This study is the first to explore the relationship between exercise dosage parameters (exercise intensity, session duration) and EF (inhibitory control, working memory, and cognitive flexibility) in overweight and obese children aged 6–12 years. The results confirmed the a priori hypothesis: Aerobic exercise improves the overall EF performance of overweight and obese children, selectively enhancing inhibitory control and working memory indicators. Additionally, subgroup analysis revealed that exercise characteristics (type, intensity, and duration) and individual BMI characteristics have significant moderating effects on the intervention outcomes of EF. Regarding the improvement of overall EF through aerobic exercise, this is consistent with previous research findings (Lin et al., 2024; Song et al., 2022), which indicate the beneficial effects of aerobic exercise on the EF of overweight and obese children and adolescents. However, previous studies did not address the impact on EF sub-indicators. This study thoroughly examined the relationship between aerobic exercise, EF sub-indicators, exercise dosage parameters, and individual BMI characteristics in overweight and obese children, providing a valuable contribution to the existing literature.

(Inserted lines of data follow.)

//! Required-field checklist evaluated when a builder finalizes.
//!
//! Every builder lists its required slots explicitly instead of scanning its
//! fields. A slot with a default value is never listed, so a default can not
//! hide a missing value.

use crate::error::{CfnError, CfnResult};

/// Accumulates missing required fields for one builder.
#[derive(Debug)]
#[must_use = "call `finish()` to surface missing fields"]
pub struct RequiredFields {
    kind: &'static str,
    missing: Vec<&'static str>,
}

impl RequiredFields {
    /// Start a checklist for the builder named `kind`.
    pub fn new(kind: &'static str) -> Self {
        Self {
            kind,
            missing: Vec::new(),
        }
    }

    /// Record `field` as missing when the slot is unset.
    pub fn check<T>(mut self, field: &'static str, slot: &Option<T>) -> Self {
        if slot.is_none() {
            self.missing.push(field);
        }
        self
    }

    /// Record `field` as missing when the collection has no entries.
    pub fn check_non_empty<T>(mut self, field: &'static str, items: &[T]) -> Self {
        if items.is_empty() {
            self.missing.push(field);
        }
        self
    }

    /// Fields recorded as missing so far.
    pub fn missing(&self) -> &[&'static str] {
        &self.missing
    }

    /// Fail with [`CfnError::MissingRequiredField`] if anything is missing.
    pub fn finish(self) -> CfnResult<()> {
        if self.missing.is_empty() {
            Ok(())
        } else {
            Err(self.into_error())
        }
    }

    /// The error for every field recorded so far, for use once a required
    /// slot turned out to be unset.
    pub fn into_error(self) -> CfnError {
        CfnError::MissingRequiredField {
            kind: self.kind,
            fields: self.missing,
        }
    }
}

#[cfg(test)]
mod tests {
    use super::*;

    #[test]
    fn test_all_slots_set_passes() {
        let name = Some("Bucket".to_string());
        let items = vec![1];
        RequiredFields::new("Test")
            .check("name", &name)
            .check_non_empty("items", &items)
            .finish()
            .unwrap();
    }

    #[test]
    fn test_reports_fields_in_declaration_order() {
        let name: Option<String> = None;
        let handler = Some("index.handler");
        let role: Option<String> = None;
        let err = RequiredFields::new("FunctionBuilder")
            .check("name", &name)
            .check("handler", &handler)
            .check("role", &role)
            .finish()
            .unwrap_err();

        match err {
            CfnError::MissingRequiredField { kind, fields } => {
                assert_eq!(kind, "FunctionBuilder");
                assert_eq!(fields, vec!["name", "role"]);
            }
            other => panic!("unexpected error: {other:?}"),
        }
    }

    #[test]
    fn test_empty_collection_is_missing() {
        let stages: Vec<String> = Vec::new();
        let check = RequiredFields::new("PipelineBuilder").check_non_empty("stages", &stages);
        assert_eq!(check.missing(), &["stages"]);
        assert!(check.finish().is_err());
    }
}
use serde::{Deserialize, Serialize};
use sui_mm_toolkit::contract_builder::BuildContractRequest;

#[derive(Debug, Clone, PartialEq, Eq, Serialize, Deserialize)]
#[serde(rename_all = "camelCase")]
pub struct CreateTokenParams {
    pub name: String,
    pub symbol: String,
    pub decimals: u8,
    pub description: String,
    /// Whole tokens, not base units.
    pub supply: u64,
    pub icon_url: String,
}

impl From<&CreateTokenParams> for BuildContractRequest {
    fn from(params: &CreateTokenParams) -> Self {
        Self {
            name: params.name.clone(),
            symbol: params.symbol.clone(),
            decimals: params.decimals.to_string(),
            description: params.description.clone(),
            supply: params.supply.to_string(),
            icon_url: params.icon_url.clone(),
        }
    }
}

4.1 Effects of aerobic exercise on EF

Although previous studies have identified the beneficial effects of aerobic exercise on the EF of overweight and obese children and adolescents (Lin et al., 2024), they have not addressed its impact on specific EF subcomponents. This study examined the effects of aerobic exercise on three core EF indicators and analyzed the potential moderating factors. The significant improvement in inhibitory control is consistent with the results of a meta-analysis on the EF of overweight and obese children and adolescents through PA (Sun et al., 2021). By enhancing inhibitory control, aerobic exercise can help overweight and obese children manage unhealthy eating habits and sedentary behaviors, thereby reducing obesity and its associated health risks (Kamijo et al., 2012). Additionally, by improving inhibitory control performance, aerobic exercise can enhance children’s self-control, enabling them to better manage impulsive behaviors when facing temptations (Verburgh et al., 2014). Promoting these healthy behaviors is crucial for the long-term health of overweight and obese children.

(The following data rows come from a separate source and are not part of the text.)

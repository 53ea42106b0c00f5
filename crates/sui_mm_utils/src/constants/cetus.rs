use once_cell::sync::Lazy;
use provider_utils::enums::ENetwork;
use std::collections::HashMap;

/// On-chain ids of a Cetus CLMM deployment.
#[derive(Debug, Clone)]
pub struct CetusIds {
    /// Original clmm package, used in event and struct types.
    pub clmm_package_id: &'static str,
    pub integrate_published_at: &'static str,
    pub global_config_id: &'static str,
    pub pools_id: &'static str,
}

pub const CETUS_ALLOWED_TICK_SPACINGS: [u32; 6] = [2, 10, 20, 60, 200, 220];
pub const CETUS_DEFAULT_TICK_SPACING: u32 = 200;
pub const CETUS_POOL_URL: &str = "";

pub static CETUS_IDS: Lazy<HashMap<ENetwork, CetusIds>> = Lazy::new(|| {
    HashMap::from([
        (
            ENetwork::SuiMainnet,
            CetusIds {
                clmm_package_id:
                    "0x1eabed72c53feb3805120a081dc15963c204dc8d091542592abaf7a35689b2fb",
                integrate_published_at:
                    "0x996c4d9480708fb8b92aa7acf819fb0497b5ec8e65ba06601cae2fb6db3312c3",
                global_config_id:
                    "0xdaa46292632c3c4d8f31f23ea0f9b36a28ff3677e9684980e4438403a67a3d8f",
                pools_id: "0xf699e7f2276f5c9a75944b37a0c5b5d9ddfd2471bf6242483b03ab2887d198d0",
            },
        ),
        (
            ENetwork::SuiTestnet,
            CetusIds {
                clmm_package_id:
                    "0x0868b71c0cba55bf0faf6c40df8c179c67a4d0ba0e79965b68b3d72d7dfbf666",
                integrate_published_at:
                    "0xd55d88490e28ef68d83d2fe7862909dfcef6e43a2f50403f3a461c4678e274f1",
                global_config_id:
                    "0x6f4149091a5aea0e818e7243a13adcfb403842d670b9a2089de058512620687a",
                pools_id: "0xc090b101978bd6370def2666b7a31d7d07704f84e833e108a969eda86150e8cf",
            },
        ),
    ])
});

Furthermore, we observed improvements in working memory, which differs from the findings of Ortega et al. (2022). This discrepancy may be due to differences in the intervention duration. The studies included in this meta-analysis mostly focused on interventions lasting less than 40 min, whereas Ortega used a 90-min aerobic activity intervention, which might be challenging for the overweight and obese population to sustain during long and monotonous exercises. Working memory, as a component of EF, involves the temporary storage and manipulation of information. For overweight and obese children, improving working memory can promote emotional stability, which, in turn, helps them better utilize working memory in learning and social settings, thereby enhancing their daily life performance (Alvarez-Bueno et al., 2017). Additionally, the enhancement of working memory can lead to better planning and execution of healthy behaviors, such as proper diet and regular exercise (Kramer and Erickson, 2007). Therefore, by improving the working memory capacity of overweight and obese children, aerobic exercise plays a significant role in their emotional health and the formation of healthy behaviors.

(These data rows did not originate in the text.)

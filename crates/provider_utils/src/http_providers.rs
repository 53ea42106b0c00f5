use anyhow::anyhow;
use sui_sdk::{SuiClient, SuiClientBuilder};

use crate::{
    constants::{is_connection_error, PROVIDER_REQUEST_TIMEOUT},
    enums::ENetwork,
    networks::NETWORKS,
};

pub struct HttpProviders;

impl HttpProviders {
    /// Candidate RPC urls, the custom one (if any) first.
    pub fn get_rpc_urls(network: &ENetwork, custom_rpc: Option<&str>) -> Vec<String> {
        let Some(network_config) = NETWORKS.get(network) else {
            panic!("NETWORKS {:?} not found", network);
        };

        let mut urls = Vec::with_capacity(network_config.rpc_url.len() + 1);
        if let Some(custom_rpc) = custom_rpc.filter(|url| !url.trim().is_empty()) {
            urls.push(custom_rpc.trim().to_string());
        }
        for url in &network_config.rpc_url {
            if !urls.contains(url) {
                urls.push(url.clone());
            }
        }
        urls
    }

    pub async fn get_provider(url: &str) -> anyhow::Result<SuiClient> {
        let client = SuiClientBuilder::default()
            .request_timeout(PROVIDER_REQUEST_TIMEOUT)
            .build(url)
            .await?;
        Ok(client)
    }

    pub async fn get_healthy_provider(
        network: &ENetwork,
        custom_rpc: Option<&str>,
    ) -> anyhow::Result<SuiClient> {
        for url in Self::get_rpc_urls(network, custom_rpc) {
            let client = match Self::get_provider(&url).await {
                Ok(client) => client,
                Err(err) => {
                    if is_connection_error(&err.to_string()) {
                        log::info!("Provider {:?} is unavailable !!", url);
                        continue;
                    }
                    return Err(err);
                }
            };

            match client.read_api().get_chain_identifier().await {
                Ok(chain_id) => {
                    log::info!("Provider {:?} healthy, chain_id {:?}", url, chain_id);
                    return Ok(client);
                }
                Err(err) => {
                    log::info!("Provider {:?} is unavailable: {:?}", url, err);
                    continue;
                }
            }
        }

        Err(anyhow!(
            "All providers of {:?} failed to return the chain identifier",
            network
        ))
    }
}
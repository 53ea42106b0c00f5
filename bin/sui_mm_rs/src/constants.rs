use std::str::FromStr;

use provider_utils::{enums::ENetwork, networks::NETWORKS};
use sui_mm_utils::{
    constants::DEFAULT_GAS_BUDGET,
    env::{get_env, get_env_opt, get_env_parsed},
};

#[derive(Debug, Clone, Default)]
pub struct Env {
    pub listen_network: ENetwork,
    pub gas_budget: u64,
    pub wallets_file: String,
    pub backend_server_url: String,
    /// Tried before the network's default endpoints.
    pub rpc_url: Option<String>,
}

impl Env {
    pub fn new() -> Self {
        let network_str = get_env("LISTEN_NETWORK", None);
        let Ok(listen_network) = ENetwork::from_str(&network_str) else {
            panic!("LISTEN_NETWORK {:?} invalid", network_str);
        };
        if !NETWORKS.contains_key(&listen_network) {
            panic!("NETWORKS {:?} not found", listen_network);
        }

        Self {
            listen_network,
            gas_budget: get_env_parsed("GAS_BUDGET", Some(DEFAULT_GAS_BUDGET)),
            wallets_file: get_env("WALLETS_FILE", Some("wallets.txt".to_string())),
            backend_server_url: get_env("BACKEND_SERVER_URL", Some(String::new())),
            rpc_url: get_env_opt("SUI_RPC_URL"),
        }
    }

    /// Explorer link of a transaction digest.
    pub fn tx_link(&self, digest: &str) -> String {
        NETWORKS
            .get(&self.listen_network)
            .map(|network| network.tx_link(digest))
            .unwrap_or_else(|| digest.to_string())
    }
}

Consistent with previous research findings, no impact on cognitive flexibility was detected (Sun et al., 2021). We attribute this to the potential stronger association between the specific form of exercise programs and inhibitory control and working memory (Alvarez-Bueno et al., 2017). For instance, during basketball games, children must inhibit incorrect actions and store rule-related information, whereas non-competitive sports rarely require cognitive flexibility to address unforeseen situations through physical exercises. Therefore, differences in exercise program designs might be one reason for the lack of improvement in cognitive flexibility.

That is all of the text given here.